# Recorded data
>>

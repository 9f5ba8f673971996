//! In-memory saga state store.
//!
//! A `RwLock<HashMap>` keyed by saga id, suitable for tests and
//! single-process deployments. The conditional-update protocol is the same
//! one a SQL adapter would enforce with `WHERE version = ?`: mismatched
//! versions fail with `Conflict`, writes against terminal records fail with
//! `Terminal`, and a successful write stores `expected_version + 1`.

use std::collections::HashMap;
use std::sync::atomic::{AtomicBool, Ordering};

use async_trait::async_trait;
use parking_lot::RwLock;

use sagakit_core::port::state_store::{SagaStateStore, StateStoreError};
use sagakit_core::saga::{SagaId, SagaRecord, SagaStatus};

/// Backend error for the in-memory store. Real operations never fail; the
/// only variant is the injected one used to exercise error paths in tests.
#[derive(Debug, thiserror::Error)]
pub enum InMemoryStateError {
    #[error("injected failure: {0}")]
    Injected(String),
}

/// In-memory [`SagaStateStore`] adapter.
pub struct InMemorySagaStore<D> {
    records: RwLock<HashMap<SagaId, SagaRecord<D>>>,
    fail_next_scan: AtomicBool,
}

impl<D> InMemorySagaStore<D> {
    pub fn new() -> Self {
        Self {
            records: RwLock::new(HashMap::new()),
            fail_next_scan: AtomicBool::new(false),
        }
    }

    /// Make the next `get_by_status` call fail with an injected backend
    /// error. One-shot; the call after it succeeds again.
    pub fn fail_next_scan(&self) {
        self.fail_next_scan.store(true, Ordering::SeqCst);
    }

    pub fn saga_count(&self) -> usize {
        self.records.read().len()
    }

    pub fn count_by_status(&self, status: SagaStatus) -> usize {
        self.records
            .read()
            .values()
            .filter(|r| r.status == status)
            .count()
    }

    pub fn clear(&self) {
        self.records.write().clear();
    }
}

impl<D> Default for InMemorySagaStore<D> {
    fn default() -> Self {
        Self::new()
    }
}

#[async_trait]
impl<D> SagaStateStore<D> for InMemorySagaStore<D>
where
    D: Clone + Send + Sync + 'static,
{
    type Error = InMemoryStateError;

    async fn insert(
        &self,
        record: SagaRecord<D>,
    ) -> Result<(), StateStoreError<InMemoryStateError>> {
        let mut records = self.records.write();
        if records.contains_key(&record.saga_id) {
            return Err(StateStoreError::already_exists(record.saga_id));
        }
        records.insert(record.saga_id.clone(), record);
        Ok(())
    }

    async fn get(
        &self,
        saga_id: &SagaId,
    ) -> Result<SagaRecord<D>, StateStoreError<InMemoryStateError>> {
        self.records
            .read()
            .get(saga_id)
            .cloned()
            .ok_or_else(|| StateStoreError::not_found(saga_id.clone()))
    }

    async fn update(
        &self,
        mut record: SagaRecord<D>,
        expected_version: u64,
    ) -> Result<u64, StateStoreError<InMemoryStateError>> {
        let mut records = self.records.write();
        let current = records
            .get(&record.saga_id)
            .ok_or_else(|| StateStoreError::not_found(record.saga_id.clone()))?;

        if current.status.is_terminal() {
            return Err(StateStoreError::terminal(
                record.saga_id.clone(),
                current.status,
            ));
        }
        if current.version != expected_version {
            return Err(StateStoreError::conflict(expected_version, current.version));
        }

        let version = expected_version + 1;
        record.version = version;
        records.insert(record.saga_id.clone(), record);
        Ok(version)
    }

    async fn get_by_status(
        &self,
        status: SagaStatus,
        limit: usize,
    ) -> Result<Vec<SagaRecord<D>>, StateStoreError<InMemoryStateError>> {
        if self.fail_next_scan.swap(false, Ordering::SeqCst) {
            return Err(InMemoryStateError::Injected("status scan".to_string()).into());
        }
        Ok(self
            .records
            .read()
            .values()
            .filter(|r| r.status == status)
            .take(limit)
            .cloned()
            .collect())
    }

    async fn delete(&self, saga_id: &SagaId) -> Result<(), StateStoreError<InMemoryStateError>> {
        self.records
            .write()
            .remove(saga_id)
            .map(|_| ())
            .ok_or_else(|| StateStoreError::not_found(saga_id.clone()))
    }
}

#[cfg(test)]
mod tests {
    use super::*;
    use std::sync::Arc;
    use tokio::sync::Barrier;

    fn record(id: &str, data: u32) -> SagaRecord<u32> {
        SagaRecord::new(SagaId::from(id), "test-definition", data)
    }

    #[tokio::test]
    async fn test_insert_get_roundtrip() {
        let store = InMemorySagaStore::new();
        store.insert(record("s-1", 7)).await.unwrap();

        let loaded = store.get(&SagaId::from("s-1")).await.unwrap();
        assert_eq!(loaded.data, 7);
        assert_eq!(loaded.version, 0);
        assert_eq!(store.saga_count(), 1);
    }

    #[tokio::test]
    async fn test_duplicate_insert_rejected() {
        let store = InMemorySagaStore::new();
        store.insert(record("s-1", 1)).await.unwrap();

        match store.insert(record("s-1", 2)).await {
            Err(StateStoreError::AlreadyExists { saga_id }) => {
                assert_eq!(saga_id, SagaId::from("s-1"))
            }
            other => panic!("expected already exists, got {:?}", other),
        }
    }

    #[tokio::test]
    async fn test_update_bumps_version_and_checks_expected() {
        let store = InMemorySagaStore::new();
        store.insert(record("s-1", 1)).await.unwrap();

        let mut loaded = store.get(&SagaId::from("s-1")).await.unwrap();
        loaded.data = 2;
        let version = store.update(loaded.clone(), 0).await.unwrap();
        assert_eq!(version, 1);

        // a writer presenting the stale version loses
        loaded.data = 3;
        match store.update(loaded, 0).await {
            Err(StateStoreError::Conflict { expected, actual }) => {
                assert_eq!(expected, 0);
                assert_eq!(actual, 1);
            }
            other => panic!("expected conflict, got {:?}", other),
        }

        let latest = store.get(&SagaId::from("s-1")).await.unwrap();
        assert_eq!(latest.data, 2);
        assert_eq!(latest.version, 1);
    }

    #[tokio::test]
    async fn test_terminal_records_are_immutable() {
        let store = InMemorySagaStore::new();
        let mut rec = record("s-1", 1);
        rec.transition(SagaStatus::Completed);
        store.insert(rec.clone()).await.unwrap();

        rec.data = 99;
        match store.update(rec, 0).await {
            Err(StateStoreError::Terminal { status, .. }) => {
                assert_eq!(status, SagaStatus::Completed)
            }
            other => panic!("expected terminal error, got {:?}", other),
        }
    }

    #[tokio::test]
    async fn test_get_by_status_filters_and_limits() {
        let store = InMemorySagaStore::new();
        for i in 0..5 {
            store.insert(record(&format!("run-{}", i), i)).await.unwrap();
        }
        let mut done = record("done-1", 9);
        done.transition(SagaStatus::Completed);
        store.insert(done).await.unwrap();

        let running = store
            .get_by_status(SagaStatus::Running, 10)
            .await
            .unwrap();
        assert_eq!(running.len(), 5);

        let page = store.get_by_status(SagaStatus::Running, 2).await.unwrap();
        assert_eq!(page.len(), 2);

        let completed = store
            .get_by_status(SagaStatus::Completed, 10)
            .await
            .unwrap();
        assert_eq!(completed.len(), 1);
        assert_eq!(store.count_by_status(SagaStatus::Completed), 1);
    }

    #[tokio::test]
    async fn test_delete_removes_record() {
        let store = InMemorySagaStore::new();
        store.insert(record("s-1", 1)).await.unwrap();

        store.delete(&SagaId::from("s-1")).await.unwrap();
        assert_eq!(store.saga_count(), 0);
        assert!(store.delete(&SagaId::from("s-1")).await.is_err());
    }

    #[tokio::test]
    async fn test_injected_scan_failure_is_one_shot() {
        let store = InMemorySagaStore::<u32>::new();
        store.fail_next_scan();

        match store.get_by_status(SagaStatus::Running, 10).await {
            Err(StateStoreError::Backend(InMemoryStateError::Injected(what))) => {
                assert_eq!(what, "status scan")
            }
            other => panic!("expected injected failure, got {:?}", other),
        }
        // next scan works again
        assert!(store.get_by_status(SagaStatus::Running, 10).await.is_ok());
    }

    #[tokio::test]
    async fn test_concurrent_conditional_updates_have_one_winner() {
        let store = Arc::new(InMemorySagaStore::new());
        store.insert(record("s-1", 0)).await.unwrap();
        let base = store.get(&SagaId::from("s-1")).await.unwrap();

        let barrier = Arc::new(Barrier::new(2));
        let mut handles = Vec::new();
        for n in 1..=2u32 {
            let store = store.clone();
            let barrier = barrier.clone();
            let mut copy = base.clone();
            handles.push(tokio::spawn(async move {
                copy.data = n;
                barrier.wait().await;
                store.update(copy, 0).await
            }));
        }

        let mut wins = 0;
        let mut conflicts = 0;
        for handle in handles {
            match handle.await.unwrap() {
                Ok(_) => wins += 1,
                Err(StateStoreError::Conflict { .. }) => conflicts += 1,
                Err(other) => panic!("unexpected error: {:?}", other),
            }
        }
        assert_eq!(wins, 1, "exactly one writer must win");
        assert_eq!(conflicts, 1);

        let latest = store.get(&SagaId::from("s-1")).await.unwrap();
        assert_eq!(latest.version, 1);
    }
}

<<

# PROBLEM
Above are the records; please copy exactly their first line and each line after it through the line containing "use parking_lot::RwLock;", and no line after that.

# ANSWER SPACE
repository 9f5ba8f673971996
//! In-memory saga state store.
//!
//! A `RwLock<HashMap>` keyed by saga id, suitable for tests and
//! single-process deployments. The conditional-update protocol is the same
//! one a SQL adapter would enforce with `WHERE version = ?`: mismatched
//! versions fail with `Conflict`, writes against terminal records fail with
//! `Terminal`, and a successful write stores `expected_version + 1`.

use std::collections::HashMap;
use std::sync::atomic::{AtomicBool, Ordering};

use async_trait::async_trait;
use parking_lot::RwLock;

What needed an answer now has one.